FLYING spit lands more LOVE


For the past 13 years I lived in a pleasant renovated chicken coop, next to my landlord’s farm house, with gorgeous waterfalls within walking distance. Ed and his wife Helen allowed me to plant four different flower beds: one circled my home exhibiting Daises, yellow and orange Calendula, white Moon flowers, multi-colored Snapdragons, A sweet William (dianthus:), Forget-Me-Nots, Cone flowers, purple Spiderwort, pink Cleomes, and many colors of Impatiens. Also, light green Solomon’s seal, Lily of the Valleys, orange Touch-Me-Nots and Tiger lilies. A single orange Poppy. Opps, I almost forgot the window box of fanciful-faced Pansies.

A second flowerbed welcomed us home at the entrance of the circular driveway that joined our homes:  Tulips, Crocuses, Forgetmenots, Impatiens and several pots of Petunias made me smile. Also, I planted an Azalea bush and Oriental lily. Marigolds accentuating.

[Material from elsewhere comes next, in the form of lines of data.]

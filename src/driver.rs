//! Name-keyed volume driver combining the directories, the session
//! orchestrator and the mount executor.
//!
//! Every mutating operation holds the per-volume lock for its name, so work
//! on unrelated volumes runs concurrently while two operations on the same
//! volume never interleave.

use camino::Utf8PathBuf;
use thiserror::Error;
use tracing::{debug, info, warn};

use crate::command::{CommandRunner, ProcessCommandRunner};
use crate::config::{ConfigError, SolidFireConfig};
use crate::directory::{
    AccountDirectory, CreateVolumeRequest, Deletion, DirectoryError, VolumeDirectory, VolumeTypes,
};
use crate::iscsi::{DeviceBinding, IscsiAdmin, SessionError, SessionOrchestrator};
use crate::lock::VolumeLocks;
use crate::mount::{DEFAULT_FILESYSTEM, MountError, MountExecutor, ProcessMountExecutor};
use crate::rpc::{HttpTransport, RpcClient, RpcError, Transport};
use crate::types::{Account, Qos, QosParseError, Volume, VolumeId};

/// Default base directory volumes are mounted under.
pub const DEFAULT_MOUNT_POINT: &str = "/var/lib/solidfire/mount";

/// Default initiator interface.
pub const DEFAULT_INITIATOR_IFACE: &str = "default";

/// Driver wired to the real controller and host tooling.
pub type HostDriver = VolumeDriver<HttpTransport, ProcessCommandRunner, ProcessMountExecutor>;

/// Errors raised by [`VolumeDriver`] operations.
#[derive(Debug, Error)]
pub enum DriverError {
    /// Wrapper for directory failures.
    #[error(transparent)]
    Directory(#[from] DirectoryError),
    /// Wrapper for attach and detach failures.
    #[error(transparent)]
    Session(#[from] SessionError),
    /// Wrapper for filesystem and mount failures.
    #[error(transparent)]
    Mount(#[from] MountError),
    /// Raised when configuration is invalid.
    #[error(transparent)]
    Config(#[from] ConfigError),
    /// Raised when a create option cannot be interpreted.
    #[error("invalid {option} option: {message}")]
    InvalidOption {
        /// Option name.
        option: &'static str,
        /// What was wrong with it.
        message: String,
    },
    /// Raised when a volume name cannot be used as a mount directory.
    #[error("invalid volume name '{0}'")]
    InvalidName(String),
    /// Raised when start-up cannot complete.
    #[error("driver start-up failed while {stage}: {message}")]
    Startup {
        /// What the driver was doing.
        stage: &'static str,
        /// Failure description.
        message: String,
    },
}

impl From<RpcError> for DriverError {
    fn from(value: RpcError) -> Self {
        Self::Directory(DirectoryError::Rpc(value))
    }
}

/// Options accepted when creating a volume.
#[derive(Clone, Debug, Default, Eq, PartialEq)]
pub struct CreateOptions {
    /// Size in GiB; the configured default applies when unset.
    pub size_gib: Option<u64>,
    /// QoS as `min,max,burst`.
    pub qos: Option<String>,
    /// Named volume type from the catalogue.
    pub volume_type: Option<String>,
}

/// Settings the driver needs beyond its collaborators.
#[derive(Clone, Debug, Eq, PartialEq)]
pub struct DriverSettings {
    /// Tenant account name owning every volume.
    pub tenant_name: String,
    /// Size used when a create does not name one.
    pub default_volume_size_gib: u64,
    /// Base directory volumes are mounted under.
    pub mount_point: Utf8PathBuf,
    /// Initiator interface used for logins.
    pub initiator_iface: String,
    /// Filesystem created on blank volumes.
    pub filesystem: String,
    /// Named QoS presets.
    pub volume_types: VolumeTypes,
}

impl DriverSettings {
    /// Creates settings for `tenant_name` with defaults for everything else.
    #[must_use]
    pub fn new(tenant_name: impl Into<String>) -> Self {
        Self {
            tenant_name: tenant_name.into(),
            default_volume_size_gib: 1,
            mount_point: Utf8PathBuf::from(DEFAULT_MOUNT_POINT),
            initiator_iface: String::from(DEFAULT_INITIATOR_IFACE),
            filesystem: String::from(DEFAULT_FILESYSTEM),
            volume_types: VolumeTypes::default(),
        }
    }
}

/// What the driver reports about a volume.
#[derive(Clone, Debug, Eq, PartialEq)]
pub struct VolumeSummary {
    /// Volume name.
    pub name: String,
    /// Directory the volume is (or would be) mounted at.
    pub mountpoint: Utf8PathBuf,
    /// Controller record.
    pub volume: Volume,
}

/// Manages the tenant's volumes by name.
#[derive(Debug)]
pub struct VolumeDriver<T, R, M> {
    settings: DriverSettings,
    account: Account,
    volumes: VolumeDirectory<T>,
    sessions: SessionOrchestrator<T, R, M>,
    locks: VolumeLocks,
}

impl HostDriver {
    /// Builds and initialises a driver for the host from `config`.
    ///
    /// # Errors
    ///
    /// Returns [`DriverError::Config`] for invalid configuration and
    /// [`DriverError::Startup`] when initialisation fails.
    pub async fn from_config(config: &SolidFireConfig) -> Result<Self, DriverError> {
        config.validate()?;
        let transport = HttpTransport::new(&config.transport_settings()).map_err(|err| {
            DriverError::Startup {
                stage: "building the controller client",
                message: err.to_string(),
            }
        })?;
        let rpc = RpcClient::new(transport);
        let sessions = SessionOrchestrator::new(
            config.session_settings()?,
            AccountDirectory::new(rpc.clone()),
            IscsiAdmin::new(ProcessCommandRunner, config.iscsiadm_bin.as_str()),
            ProcessMountExecutor::new(ProcessCommandRunner),
        );
        Self::initialise(config.driver_settings()?, rpc, sessions).await
    }
}

impl<T, R, M> VolumeDriver<T, R, M>
where
    T: Transport + Clone + Sync,
    R: CommandRunner + Sync,
    M: MountExecutor + Sync,
{
    /// Resolves or creates the tenant account and prepares the mount base.
    ///
    /// # Errors
    ///
    /// Returns [`DriverError::Startup`] when the account cannot be resolved
    /// or the mount base cannot be created.
    pub async fn initialise(
        settings: DriverSettings,
        rpc: RpcClient<T>,
        sessions: SessionOrchestrator<T, R, M>,
    ) -> Result<Self, DriverError> {
        let account = AccountDirectory::new(rpc.clone())
            .get_or_create(&settings.tenant_name)
            .await
            .map_err(|err| DriverError::Startup {
                stage: "resolving the tenant account",
                message: err.to_string(),
            })?;
        std::fs::create_dir_all(&settings.mount_point).map_err(|err| DriverError::Startup {
            stage: "creating the mount base directory",
            message: format!("{}: {err}", settings.mount_point),
        })?;
        info!(
            tenant = %settings.tenant_name,
            account_id = %account.account_id,
            mount_point = %settings.mount_point,
            "volume driver initialised"
        );
        Ok(Self {
            settings,
            account,
            volumes: VolumeDirectory::new(rpc),
            sessions,
            locks: VolumeLocks::new(),
        })
    }

    /// Returns the tenant account.
    #[must_use]
    pub const fn account(&self) -> &Account {
        &self.account
    }

    /// Returns the volume directory.
    #[must_use]
    pub const fn volumes(&self) -> &VolumeDirectory<T> {
        &self.volumes
    }

    /// Returns the session orchestrator.
    #[must_use]
    pub const fn sessions(&self) -> &SessionOrchestrator<T, R, M> {
        &self.sessions
    }

    /// Returns the driver settings.
    #[must_use]
    pub const fn settings(&self) -> &DriverSettings {
        &self.settings
    }

    /// Returns the mount directory for `name` without touching the host.
    ///
    /// # Errors
    ///
    /// Returns [`DriverError::InvalidName`] for names that are not a single
    /// path component or that carry surrounding whitespace. Every name-keyed
    /// operation validates through here, so the lock key, the controller
    /// name and the mount directory are the same string.
    pub fn path(&self, name: &str) -> Result<Utf8PathBuf, DriverError> {
        if name.is_empty()
            || name.trim() != name
            || name == "."
            || name == ".."
            || name.contains('/')
        {
            return Err(DriverError::InvalidName(name.to_owned()));
        }
        Ok(self.settings.mount_point.join(name))
    }

    /// Creates the tenant volume `name` unless it already exists.
    ///
    /// # Errors
    ///
    /// Returns [`DriverError`] for invalid options or directory failures.
    pub async fn create(&self, name: &str, options: &CreateOptions) -> Result<Volume, DriverError> {
        self.path(name)?;
        let _guard = self.locks.lock(name).await;
        let size_gib = options
            .size_gib
            .unwrap_or(self.settings.default_volume_size_gib);
        let request = CreateVolumeRequest::builder()
            .name(name)
            .account_id(self.account.account_id)
            .size_gib(size_gib)
            .qos(self.resolve_qos(options)?)
            .build()?;
        let volume = self.volumes.create_volume(&request).await?;
        info!(name, volume_id = %volume.volume_id, "volume ready");
        Ok(volume)
    }

    /// Detaches the volume if attached, then deletes it.
    ///
    /// Detach failures are logged and do not stop the delete.
    ///
    /// # Errors
    ///
    /// Returns [`DriverError`] when the lookup or the delete fails.
    pub async fn remove(&self, name: &str) -> Result<Deletion, DriverError> {
        self.path(name)?;
        let _guard = self.locks.lock(name).await;
        let volume = self.find(name).await?;
        if let Err(err) = self.sessions.detach(&volume, None) {
            warn!(name, error = %err, "detach before delete failed; deleting anyway");
        }
        Ok(self.volumes.delete_volume(volume.volume_id).await?)
    }

    /// Attaches the volume, formats it if blank and mounts it under the
    /// mount base. Returns the mount directory.
    ///
    /// # Errors
    ///
    /// Returns [`DriverError`] when any stage fails.
    pub async fn mount(&self, name: &str) -> Result<Utf8PathBuf, DriverError> {
        let mountpoint = self.path(name)?;
        let _guard = self.locks.lock(name).await;
        let volume = self.find(name).await?;
        let binding = self
            .sessions
            .attach(&volume, &self.settings.initiator_iface)
            .await?;
        let executor = self.sessions.mount_executor();
        executor.ensure_filesystem(&binding.device, &self.settings.filesystem)?;
        executor.mount(&binding.device, &mountpoint)?;
        Ok(mountpoint)
    }

    /// Unmounts and detaches the volume.
    ///
    /// # Errors
    ///
    /// Returns [`DriverError`] when the lookup fails or any detach stage
    /// fails.
    pub async fn unmount(&self, name: &str) -> Result<(), DriverError> {
        let mountpoint = self.path(name)?;
        let _guard = self.locks.lock(name).await;
        let volume = self.find(name).await?;
        self.sessions.detach(&volume, Some(&mountpoint))?;
        Ok(())
    }

    /// Looks up a tenant volume by name.
    ///
    /// # Errors
    ///
    /// Returns [`DriverError`] when the volume is missing or ambiguous.
    pub async fn get(&self, name: &str) -> Result<VolumeSummary, DriverError> {
        let mountpoint = self.path(name)?;
        let volume = self.find(name).await?;
        Ok(VolumeSummary {
            name: volume.name.clone(),
            mountpoint,
            volume,
        })
    }

    /// Lists the tenant's active volumes.
    ///
    /// # Errors
    ///
    /// Returns [`DriverError`] when the listing fails.
    pub async fn list(&self) -> Result<Vec<VolumeSummary>, DriverError> {
        let volumes = self
            .volumes
            .list_for_account(self.account.account_id)
            .await?;
        Ok(volumes
            .into_iter()
            .filter(|volume| volume.is_active() && volume.account_id == self.account.account_id)
            .map(|volume| VolumeSummary {
                name: volume.name.clone(),
                mountpoint: self.settings.mount_point.join(&volume.name),
                volume,
            })
            .collect())
    }

    /// Attaches the volume with identifier `volume_id` without mounting it.
    ///
    /// # Errors
    ///
    /// Returns [`DriverError`] when the lookup or attach fails.
    pub async fn attach_by_id(
        &self,
        volume_id: VolumeId,
        iface: Option<&str>,
    ) -> Result<DeviceBinding, DriverError> {
        let volume = self.volumes.get_by_id(volume_id).await?;
        let _guard = self.locks.lock(&volume.name).await;
        let interface = iface.unwrap_or(&self.settings.initiator_iface);
        Ok(self.sessions.attach(&volume, interface).await?)
    }

    /// Detaches the volume with identifier `volume_id` without unmounting.
    ///
    /// # Errors
    ///
    /// Returns [`DriverError`] when the lookup or any detach stage fails.
    pub async fn detach_by_id(&self, volume_id: VolumeId) -> Result<(), DriverError> {
        let volume = self.volumes.get_by_id(volume_id).await?;
        let _guard = self.locks.lock(&volume.name).await;
        self.sessions.detach(&volume, None)?;
        Ok(())
    }

    async fn find(&self, name: &str) -> Result<Volume, DriverError> {
        Ok(self
            .volumes
            .find_by_name(name, self.account.account_id)
            .await?)
    }

    /// A matching volume type wins; otherwise the `min,max,burst` string
    /// applies; otherwise the controller default.
    fn resolve_qos(&self, options: &CreateOptions) -> Result<Qos, DriverError> {
        if let Some(name) = options.volume_type.as_deref() {
            if let Some(qos) = self.settings.volume_types.resolve(name) {
                debug!(volume_type = name, "using volume type QoS");
                return Ok(qos);
            }
            warn!(volume_type = name, "unknown volume type");
        }
        options
            .qos
            .as_deref()
            .map_or_else(|| Ok(Qos::default()), |text| {
                text.parse::<Qos>().map_err(|err: QosParseError| {
                    DriverError::InvalidOption {
                        option: "qos",
                        message: err.to_string(),
                    }
                })
            })
    }
}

The third flowerbed evolved as a rock garden where flagstones provided a walkway along Daisies, a crowd of Day lilies, Phlox, Corn flowers, May Apples and wild Geraniums all taken from roadsides in the wild. The invading Goldenrod I did not allow to take over. Sunflowers grew for a few years when the ants didn’t eat them.

The fourth flower area was shaded by a large maple tree grove at the rear of my home, where I planted more and more myrtle each year I lived there, now a blanket of dainty blue beauty each spring and fall. Adding a few wild white trillium to nature’s design. Of course I weeded often, even around Ed’s home.

When I moved out in March I could not take my snow buried plant containers, nor my moped. When the weather warmed I went back for my few things left behind. I had left on a friendly note despite being evicted because I would not pay the raise in rent due to the continuing freezing pipes and drafts through the walls.

I enjoy planting and caring for flowers so in early May, I felt the need to embellish my new apartment with a few of the flowers that I had planted at Ed’s.  They were prolific and would not be missed. So I dug up a few Forget-Me-Nots, Daises, and Calendula. As I was putting them in the back of my moped, Ed drove in, immediately flying off the handle: “Are you taking my flowers? They are not your property!”  (None did he buy.)

I calmly reply: “They are prolific and won’t be missed.”

“I don’t care!” he shouts back.

“I’m even willing to come back and help weed your gardens which I did some today.”

” I don’t care!” spit flying out his truck window.

“You don’t need to yell at me,” I say, wanting him to hear of my generosity.

“This is not your property: get out!!”

“I thought we were friendly,” my voice full of sincerity.

“I don’t care!” his red face seeming threatening.

Off I rode with ‘my’ few flowers cradled inside my moped while wondering where “flying off the handle” originated. I learned from googling that it comes from the pioneer days, when hatchets were easily loosened with aggressive use so that the flying ax would make others have to duck unexpectedly. Times when neighbors shared their produce.